[Stored items]
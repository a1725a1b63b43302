//! Encoder
//!
//! Walks a value's descriptor depth-first and writes it under a path. Struct
//! fields land at `path/segment`, sequence elements at `path/<index>`, and
//! mapping entries at `path/<key>`. Collections replace whatever subtree was
//! there before; structs are merged into the existing tree. A struct or
//! collection that writes nothing below it still leaves a directory behind.

use crate::codec::{custom, NodeRef, NodeValue};
use crate::context::Context;
use crate::error::{Error, StoreError};
use crate::path;
use crate::store::{DeleteOptions, KeysApi, SetOptions};
use tracing::debug;

/// Per-call encoding options.
#[derive(Debug, Clone, Default)]
pub struct EncodeOptions {
    /// Applied to every leaf write
    pub set: SetOptions,
}

pub struct Encoder<S> {
    store: S,
}

impl<S: KeysApi> Encoder<S> {
    pub fn new(store: S) -> Self {
        Self { store }
    }

    pub fn store(&self) -> &S {
        &self.store
    }

    pub fn into_inner(self) -> S {
        self.store
    }

    /// Write `value` under `path` with a background context and default options.
    pub fn encode<T: NodeValue + ?Sized>(&self, path: &str, value: &T) -> Result<(), Error> {
        self.encode_with(&Context::background(), path, value, &EncodeOptions::default())
    }

    /// Write `value` under `path`.
    ///
    /// The first failure aborts the walk. Writes already made stay in place.
    pub fn encode_with<T: NodeValue + ?Sized>(
        &self,
        ctx: &Context,
        path: &str,
        value: &T,
        opts: &EncodeOptions,
    ) -> Result<(), Error> {
        let call = EncodeCall {
            store: &self.store,
            ctx,
            opts,
        };
        call.encode(path, value.as_node())?;
        Ok(())
    }
}

struct EncodeCall<'a, S> {
    store: &'a S,
    ctx: &'a Context,
    opts: &'a EncodeOptions,
}

impl<S: KeysApi> EncodeCall<'_, S> {
    /// Write `node` under `path`. Returns whether a node now exists there.
    fn encode(&self, path: &str, node: NodeRef<'_>) -> Result<bool, Error> {
        match node {
            NodeRef::Custom(codec) => {
                let leaf = custom::marshal(codec).map_err(|source| Error::CustomCodec {
                    path: path.to_string(),
                    source,
                })?;
                self.set(path, &leaf)?;
                Ok(true)
            }
            NodeRef::Indirect(None) => Ok(false),
            NodeRef::Indirect(Some(inner)) => self.encode(path, inner.as_node()),
            NodeRef::Struct(fields) => {
                let mut written = false;
                for spec in fields.fields().iter().filter(|spec| !spec.skip) {
                    if let Some(field) = fields.field(spec.name) {
                        written |= self.encode(&path::join(path, &spec.segment), field.as_node())?;
                    }
                }
                if !written {
                    self.make_dir(path)?;
                }
                Ok(true)
            }
            NodeRef::Sequence(items) => {
                self.delete_subtree(path)?;
                let mut written = false;
                for index in 0..items.len() {
                    if let Some(item) = items.element(index) {
                        written |=
                            self.encode(&path::join(path, &index.to_string()), item.as_node())?;
                    }
                }
                if !written {
                    self.make_dir(path)?;
                }
                Ok(true)
            }
            NodeRef::Mapping(map) => {
                let entries = map.entries();
                if let Some((segment, _)) = entries
                    .iter()
                    .find(|(segment, _)| !path::is_valid_segment(segment))
                {
                    return Err(Error::InvalidSegment {
                        path: path.to_string(),
                        segment: segment.clone(),
                    });
                }
                self.delete_subtree(path)?;
                let mut written = false;
                for (segment, value) in entries {
                    written |= self.encode(&path::join(path, &segment), value.as_node())?;
                }
                if !written {
                    self.make_dir(path)?;
                }
                Ok(true)
            }
            NodeRef::Leaf(text) => {
                self.set(path, &text)?;
                Ok(true)
            }
            NodeRef::Unsupported(kind) => Err(Error::UnsupportedKind {
                path: path.to_string(),
                kind,
            }),
        }
    }

    fn set(&self, path: &str, value: &str) -> Result<(), Error> {
        self.ctx.check()?;
        debug!(path, value, "set");
        self.store
            .set(self.ctx, path, value, &self.opts.set)
            .map_err(|e| Error::store(path, e))?;
        Ok(())
    }

    /// Remove the subtree at `path`, if there is one.
    fn delete_subtree(&self, path: &str) -> Result<(), Error> {
        self.ctx.check()?;
        debug!(path, "delete subtree");
        let opts = DeleteOptions {
            recursive: true,
            dir: true,
        };
        match self.store.delete(self.ctx, path, &opts) {
            Ok(_) => Ok(()),
            Err(e) if e.is_not_found() => Ok(()),
            Err(e) => Err(Error::store(path, e)),
        }
    }

    /// Create an empty directory at `path`; an existing directory is kept.
    fn make_dir(&self, path: &str) -> Result<(), Error> {
        self.ctx.check()?;
        debug!(path, "create directory");
        let opts = SetOptions {
            dir: true,
            ..Default::default()
        };
        match self.store.set(self.ctx, path, "", &opts) {
            Ok(_) => Ok(()),
            Err(StoreError::NodeExists { .. }) => Ok(()),
            Err(e) => Err(Error::store(path, e)),
        }
    }
}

> [TASK INSTRUCTIONS] Each line above that includes "join" counts once; state the total and nothing more.

> [OUTPUT] 3